El penúltimo raulista vivo

Misioneros

Está raro el Mundial. Y feo. Las protestas se han extendido por todo el país y especialmente por aquellas ciudades que serán sede, hay varios estadios sin acabar y, según me cuentan, desplazarse por el país es una tarea de locos. También se teme que haya una huelga de transportes. Los organizadores han decidido poner en marcha doce sedes en vez de las ocho recomendadas y, claro, las previsiones apuntan a que el gasto se dispare a los 11.000 millones de euros. Por si todo lo anteriormente expuesto no fuera suficiente y para sacar un pelín más de quicio a la población (futbolera o no, que eso es lo de menos) Joana Havelange, de los Havelange de toda la vida, reconoció hace poco que ya no se podía robar más de lo que se había robado. Y sigue ahí. El cantante Edu Krieger ha compuesto una canción en la que se dirige directamente a Neymar, Parreira y Scolari: "En esta Copa no hincho por ustedes".

Habrá quien, como en el caso de las superprimas que Villar pagará a nuestros internacionales, diga que es demagógico mezclar la situación económica y social de un país con el fútbol, yo creo que no lo es. El fútbol es de la gente, es la gente la que llena los estadios, compra las camisetas y sigue la actualidad de los equipos: parece sensato pensar que el fútbol deba adecuarse a la situación de la población y no al revés. La cosa no acaba aquí: según The Sunday Times, un ex alto cargo de la FIFA habría sobornado a importantes personalidades del fútbol internacional para que apoyaran la candidatura catarí: se habrían pagado 3,7 millones de euros. Más allá de las presuntas corruptelas sí es cierto que llamó mucho la atención la designación como organizador del Mundial de un país en el que abres la boca y ya has alcanzado los 50º.

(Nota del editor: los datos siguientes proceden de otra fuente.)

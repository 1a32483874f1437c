//! Dirty tracking: does the notebook differ from its last confirmed save?

use crate::snapshot::{NotebookSnapshot, SavedNotebook};

/// Whether `current` must be saved to match `last_saved`
///
/// With no baseline, a notebook is dirty as soon as it has a cell. With a
/// baseline, any difference in cell count, in code, name or config at the same
/// index, or in layout makes it dirty. Cell ids are not compared.
pub fn needs_save(current: &NotebookSnapshot, last_saved: Option<&SavedNotebook>) -> bool {
    let Some(saved) = last_saved else {
        return !current.is_empty();
    };

    current.len() != saved.len()
        || current.codes() != saved.codes()
        || current.names() != saved.names()
        || current.configs() != saved.configs()
        || current.layout() != saved.layout()
}

#[cfg(test)]
mod tests {
    use super::*;
    use crate::notebook::{Cell, CellConfig, CellId};
    use serde_json::json;

    fn sample_cells() -> Vec<Cell> {
        vec![
            Cell::with_id("a".into(), "import pandas as pd").named("imports"),
            Cell::with_id("b".into(), "df = pd.read_csv('q3.csv')"),
            Cell::with_id("c".into(), "df.describe()"),
        ]
    }

    fn snapshot_of(cells: &[Cell]) -> NotebookSnapshot {
        NotebookSnapshot::from_cells(cells, Some(json!({"type": "vertical"})))
    }

    #[test]
    fn test_identical_snapshots_are_clean() {
        let baseline = snapshot_of(&sample_cells());
        let current = snapshot_of(&sample_cells());
        assert!(!needs_save(&current, Some(&baseline.to_saved())));
    }

    #[test]
    fn test_any_single_field_difference_is_dirty() {
        let baseline = snapshot_of(&sample_cells()).to_saved();

        for index in 0..3 {
            let mut cells = sample_cells();
            cells[index].code.push_str(" # edited");
            assert!(needs_save(&snapshot_of(&cells), Some(&baseline)), "code {}", index);

            let mut cells = sample_cells();
            cells[index].name = format!("renamed_{}", index);
            assert!(needs_save(&snapshot_of(&cells), Some(&baseline)), "name {}", index);

            let mut cells = sample_cells();
            cells[index].config = CellConfig {
                disabled: false,
                hide_code: true,
            };
            assert!(needs_save(&snapshot_of(&cells), Some(&baseline)), "config {}", index);
        }
    }

    #[test]
    fn test_layout_difference_is_dirty() {
        let baseline = snapshot_of(&sample_cells()).to_saved();
        let current = NotebookSnapshot::from_cells(&sample_cells(), Some(json!({"type": "grid"})));
        assert!(needs_save(&current, Some(&baseline)));

        let current = NotebookSnapshot::from_cells(&sample_cells(), None);
        assert!(needs_save(&current, Some(&baseline)));
    }

    #[test]
    fn test_cell_count_difference_is_dirty() {
        let baseline = snapshot_of(&sample_cells()).to_saved();

        let mut cells = sample_cells();
        cells.push(Cell::with_id("d".into(), ""));
        assert!(needs_save(&snapshot_of(&cells), Some(&baseline)));

        let mut cells = sample_cells();
        cells.pop();
        assert!(needs_save(&snapshot_of(&cells), Some(&baseline)));
    }

    #[test]
    fn test_cell_ids_are_not_compared() {
        let baseline = snapshot_of(&sample_cells()).to_saved();
        let mut cells = sample_cells();
        cells[0].id = CellId::new("zz");
        assert!(!needs_save(&snapshot_of(&cells), Some(&baseline)));
    }

    #[test]
    fn test_without_baseline() {
        let empty = NotebookSnapshot::from_cells(&[], None);
        assert!(!needs_save(&empty, None));

        let one = NotebookSnapshot::from_cells(&[Cell::new("")], None);
        assert!(needs_save(&one, None));
    }

    #[test]
    fn test_empty_notebook_against_empty_baseline() {
        let empty = NotebookSnapshot::from_cells(&[], None);
        assert!(!needs_save(&empty, Some(&empty.to_saved())));
    }
}
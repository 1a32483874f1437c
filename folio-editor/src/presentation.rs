//! Edit/present mode switching with a scroll anchor

use crate::notebook::CellId;
use folio_core::ViewMode;
use serde::{Deserialize, Serialize};

/// Axis-aligned box in page coordinates
#[derive(Debug, Clone, Copy, PartialEq, Default, Serialize, Deserialize)]
pub struct Rect {
    pub top: f64,
    pub left: f64,
    pub width: f64,
    pub height: f64,
}

impl Rect {
    pub fn new(top: f64, left: f64, width: f64, height: f64) -> Self {
        Self {
            top,
            left,
            width,
            height,
        }
    }

    pub fn bottom(&self) -> f64 {
        self.top + self.height
    }

    pub fn right(&self) -> f64 {
        self.left + self.width
    }

    /// Whether the two boxes share a non-empty area; touching edges do not count
    pub fn intersects(&self, other: &Rect) -> bool {
        self.top < other.bottom()
            && other.top < self.bottom()
            && self.left < other.right()
            && other.left < self.right()
    }
}

/// Rendered output of one cell
#[derive(Debug, Clone, PartialEq, Serialize, Deserialize)]
pub struct OutputRegion {
    pub cell_id: CellId,
    pub bounds: Rect,
}

/// Read-only view of what is rendered on screen
pub trait VisibleRegions: Send + Sync {
    /// Output regions in document order
    fn output_regions(&self) -> Vec<OutputRegion>;

    fn viewport(&self) -> Rect;

    fn scroll_into_view(&self, cell_id: &CellId);
}

/// First region in document order that is at least partly on screen
pub fn first_visible_output(regions: &[OutputRegion], viewport: &Rect) -> Option<CellId> {
    regions
        .iter()
        .find(|region| region.bounds.intersects(viewport))
        .map(|region| region.cell_id.clone())
}

/// Current view mode and the cell to keep in view across a switch
#[derive(Debug, Clone, PartialEq, Default, Serialize, Deserialize)]
pub struct ViewState {
    pub mode: ViewMode,
    pub cell_anchor: Option<CellId>,
}

/// Owner of the [`ViewState`]
#[derive(Debug, Default)]
pub struct PresentationToggle {
    state: ViewState,
}

impl PresentationToggle {
    pub fn new() -> Self {
        Self::default()
    }

    pub fn state(&self) -> &ViewState {
        &self.state
    }

    pub fn mode(&self) -> ViewMode {
        self.state.mode
    }

    /// Record the anchor from what is currently visible, then flip the mode
    pub fn toggle(&mut self, regions: &dyn VisibleRegions) -> ViewState {
        let anchor = first_visible_output(&regions.output_regions(), &regions.viewport());
        self.state = ViewState {
            mode: self.state.mode.toggled(),
            cell_anchor: anchor,
        };
        tracing::debug!(
            "View mode is now {} (anchor: {:?})",
            self.state.mode,
            self.state.cell_anchor
        );
        self.state.clone()
    }

    /// Call once the new mode has been rendered; scrolls back to the anchor
    ///
    /// Returns whether a scroll was requested.
    pub fn on_rendered(&self, regions: &dyn VisibleRegions) -> bool {
        match &self.state.cell_anchor {
            Some(anchor) => {
                regions.scroll_into_view(anchor);
                true
            }
            None => false,
        }
    }
}

#[cfg(test)]
mod tests {
    use super::*;
    use crate::test_support::StackedRegions;
    use std::sync::atomic::Ordering;

    #[test]
    fn test_rect_intersection() {
        let viewport = Rect::new(0.0, 0.0, 800.0, 600.0);
        assert!(Rect::new(550.0, 0.0, 800.0, 100.0).intersects(&viewport));
        assert!(!Rect::new(600.0, 0.0, 800.0, 100.0).intersects(&viewport));
        assert!(!Rect::new(-100.0, 0.0, 800.0, 100.0).intersects(&viewport));
        assert!(!Rect::new(0.0, 900.0, 100.0, 100.0).intersects(&viewport));
    }

    #[test]
    fn test_toggle_anchors_first_visible_output() {
        // viewport scrolled so that cell "b" (100..200) is partly visible
        let regions = StackedRegions::new(&["a", "b", "c"], Rect::new(150.0, 0.0, 800.0, 600.0));
        let mut toggle = PresentationToggle::new();

        let state = toggle.toggle(&regions);
        assert_eq!(state.mode, ViewMode::Present);
        assert_eq!(state.cell_anchor, Some(CellId::new("b")));

        assert!(toggle.on_rendered(&regions));
        assert_eq!(regions.scrolled_to(), vec![CellId::new("b")]);
    }

    #[test]
    fn test_toggle_without_visible_output() {
        let regions = StackedRegions::empty();
        let mut toggle = PresentationToggle::new();

        let state = toggle.toggle(&regions);
        assert!(regions.queried.load(Ordering::SeqCst));
        assert_eq!(state.mode, ViewMode::Present);
        assert_eq!(state.cell_anchor, None);

        assert!(!toggle.on_rendered(&regions));
        assert_eq!(regions.scroll_calls.load(Ordering::SeqCst), 0);
    }

    #[test]
    fn test_toggle_back_to_edit() {
        let regions = StackedRegions::new(&["a"], Rect::new(0.0, 0.0, 800.0, 600.0));
        let mut toggle = PresentationToggle::new();

        toggle.toggle(&regions);
        let state = toggle.toggle(&regions);
        assert_eq!(state.mode, ViewMode::Edit);
        assert_eq!(toggle.mode(), ViewMode::Edit);
        assert_eq!(state.cell_anchor, Some(CellId::new("a")));
    }

    #[test]
    fn test_offscreen_outputs_give_no_anchor() {
        let regions = StackedRegions::new(&["a", "b"], Rect::new(1000.0, 0.0, 800.0, 600.0));
        assert_eq!(
            first_visible_output(&regions.output_regions(), &regions.viewport()),
            None
        );
    }
}
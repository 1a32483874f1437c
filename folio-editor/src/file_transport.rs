//! Directory-backed notebook transport
//!
//! Notebooks are stored as pretty-printed JSON documents under a root
//! directory. Renames move the file, saves overwrite it.

use crate::notebook::{Cell, CellConfig, CellId, Notebook};
use crate::transport::{NotebookTransport, SaveRequest};
use async_trait::async_trait;
use folio_core::{FolioError, Result};
use serde::{Deserialize, Serialize};
use std::collections::HashMap;
use std::path::{Path, PathBuf};
use std::sync::atomic::{AtomicUsize, Ordering};
use tokio::fs;
use tokio::sync::RwLock;

/// Version written into every stored document
pub const DOCUMENT_VERSION: u32 = 1;

/// On-disk form of a notebook
#[derive(Debug, Clone, PartialEq, Serialize, Deserialize)]
pub struct NotebookDocument {
    pub version: u32,
    pub cells: Vec<StoredCell>,
    #[serde(default, skip_serializing_if = "Option::is_none")]
    pub layout: Option<serde_json::Value>,
}

#[derive(Debug, Clone, PartialEq, Serialize, Deserialize)]
pub struct StoredCell {
    pub id: CellId,
    pub name: String,
    pub code: String,
    #[serde(default)]
    pub config: CellConfig,
}

impl From<&SaveRequest> for NotebookDocument {
    fn from(request: &SaveRequest) -> Self {
        let cells = request
            .cell_ids
            .iter()
            .zip(&request.codes)
            .zip(&request.names)
            .zip(&request.configs)
            .map(|(((id, code), name), config)| StoredCell {
                id: id.clone(),
                name: name.clone(),
                code: code.clone(),
                config: config.clone(),
            })
            .collect();
        Self {
            version: DOCUMENT_VERSION,
            cells,
            layout: request.layout.clone(),
        }
    }
}

impl From<NotebookDocument> for Notebook {
    fn from(document: NotebookDocument) -> Self {
        let cells = document
            .cells
            .into_iter()
            .map(|stored| {
                Cell::with_id(stored.id, stored.code)
                    .named(stored.name)
                    .configured(stored.config)
            })
            .collect();
        Notebook::from_cells(cells, document.layout)
    }
}

/// [`NotebookTransport`] over a local directory
pub struct FileTransport {
    root: PathBuf,
    current: RwLock<Option<String>>,
    interrupts: AtomicUsize,
}

impl FileTransport {
    pub fn new(root: PathBuf) -> Self {
        Self {
            root,
            current: RwLock::new(None),
            interrupts: AtomicUsize::new(0),
        }
    }

    /// Create the root directory if needed
    pub async fn initialize(&self) -> Result<()> {
        fs::create_dir_all(&self.root).await.map_err(|e| {
            FolioError::transport(format!(
                "Failed to create notebooks directory {}: {}",
                self.root.display(),
                e
            ))
        })?;
        tracing::info!("File transport rooted at {}", self.root.display());
        Ok(())
    }

    /// Resolve a notebook name to a path inside the root
    pub fn path_for(&self, name: &str) -> Result<PathBuf> {
        let invalid = name.is_empty()
            || name.contains('/')
            || name.contains('\\')
            || name.contains("..")
            || Path::new(name).is_absolute();
        if invalid {
            return Err(FolioError::transport(format!("Invalid filename: {}", name)));
        }
        Ok(self.root.join(name))
    }

    /// Name of the file this transport is attached to
    pub async fn current(&self) -> Option<String> {
        self.current.read().await.clone()
    }

    pub fn interrupt_count(&self) -> usize {
        self.interrupts.load(Ordering::SeqCst)
    }

    /// An unreadable path is an error, never "absent"
    async fn exists(&self, name: &str) -> Result<bool> {
        let path = self.path_for(name)?;
        fs::try_exists(&path).await.map_err(|e| {
            FolioError::transport(format!("Failed to check {}: {}", path.display(), e))
        })
    }

    /// Read a stored notebook and attach to it
    pub async fn load(&self, name: &str) -> Result<Notebook> {
        let path = self.path_for(name)?;
        let contents = fs::read_to_string(&path).await.map_err(|e| {
            FolioError::transport(format!("Failed to read {}: {}", path.display(), e))
        })?;
        let document: NotebookDocument = serde_json::from_str(&contents)?;
        if document.version > DOCUMENT_VERSION {
            return Err(FolioError::transport(format!(
                "Unsupported document version {} in {}",
                document.version, name
            )));
        }

        *self.current.write().await = Some(name.to_string());
        tracing::info!("Loaded {} ({} cells)", name, document.cells.len());
        Ok(document.into())
    }
}

#[async_trait]
impl NotebookTransport for FileTransport {
    async fn send_rename(&self, filename: Option<String>) -> Result<()> {
        let Some(name) = filename else {
            *self.current.write().await = None;
            tracing::debug!("Detached from notebook file");
            return Ok(());
        };

        let target = self.path_for(&name)?;
        let mut current = self.current.write().await;
        if current.as_deref() == Some(name.as_str()) {
            return Ok(());
        }
        if self.exists(&name).await? {
            return Err(FolioError::transport(format!("File {} already exists", name)));
        }

        if let Some(old) = current.as_deref() {
            if self.exists(old).await? {
                let source = self.path_for(old)?;
                fs::rename(&source, &target).await.map_err(|e| {
                    FolioError::transport(format!("Failed to rename {} to {}: {}", old, name, e))
                })?;
                tracing::debug!("Moved {} to {}", source.display(), target.display());
            }
        }

        *current = Some(name);
        Ok(())
    }

    async fn send_save(&self, request: SaveRequest) -> Result<()> {
        let path = self.path_for(&request.filename)?;
        let document = NotebookDocument::from(&request);
        let json = serde_json::to_string_pretty(&document)?;

        fs::write(&path, json).await.map_err(|e| {
            FolioError::transport(format!("Failed to write {}: {}", path.display(), e))
        })?;

        *self.current.write().await = Some(request.filename.clone());
        tracing::debug!("Wrote {} cells to {}", document.cells.len(), path.display());
        Ok(())
    }

    async fn send_interrupt(&self) -> Result<()> {
        let count = self.interrupts.fetch_add(1, Ordering::SeqCst) + 1;
        tracing::info!("Interrupt requested ({} so far)", count);
        Ok(())
    }

    async fn send_format(
        &self,
        codes: HashMap<CellId, String>,
    ) -> Result<HashMap<CellId, String>> {
        Ok(codes
            .into_iter()
            .map(|(id, code)| (id, format_code(&code)))
            .collect())
    }
}

/// Strip trailing whitespace from each line and trailing blank lines
fn format_code(code: &str) -> String {
    let lines: Vec<&str> = code.lines().map(str::trim_end).collect();
    let end = lines
        .iter()
        .rposition(|line| !line.is_empty())
        .map(|i| i + 1)
        .unwrap_or(0);
    lines[..end].join("\n")
}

Ante este aluvión de buenas noticias uno creería que lo más lógico sería pensar que a Joseph Blatter se le hubiera pasado por la cabeza presentar su dimisión, ¿no?... Pues no: Blatter acaba de anunciar que volverá a ser candidato: "En 2015 acaba mi mandato pero no mi misión". Porque Blatter tiene una misión. Lo mejor de todo es que el "misionero" arrasó en el Congreso apoyándose en las federaciones de Haití, Sri Lanka, Cuba, Pakistán... Repasando los casos de la ejemplar saga Havelange y viendo en acción a Blatter, la presencia, contra el viento de la lógica y la marea del sentido común, del bilbaino Ángel María Villar cobra sentido: él, como le pasa al suizo, también tiene un objetivo que va más allá del mundano gobierno de los hombres. Démosles las gracias y pidamos mil veces perdón. Y recemos para que estos grandes hombres y mujeres sean capaces de completar su sacrosanta misión. Aunque sea de espaldas a la gente.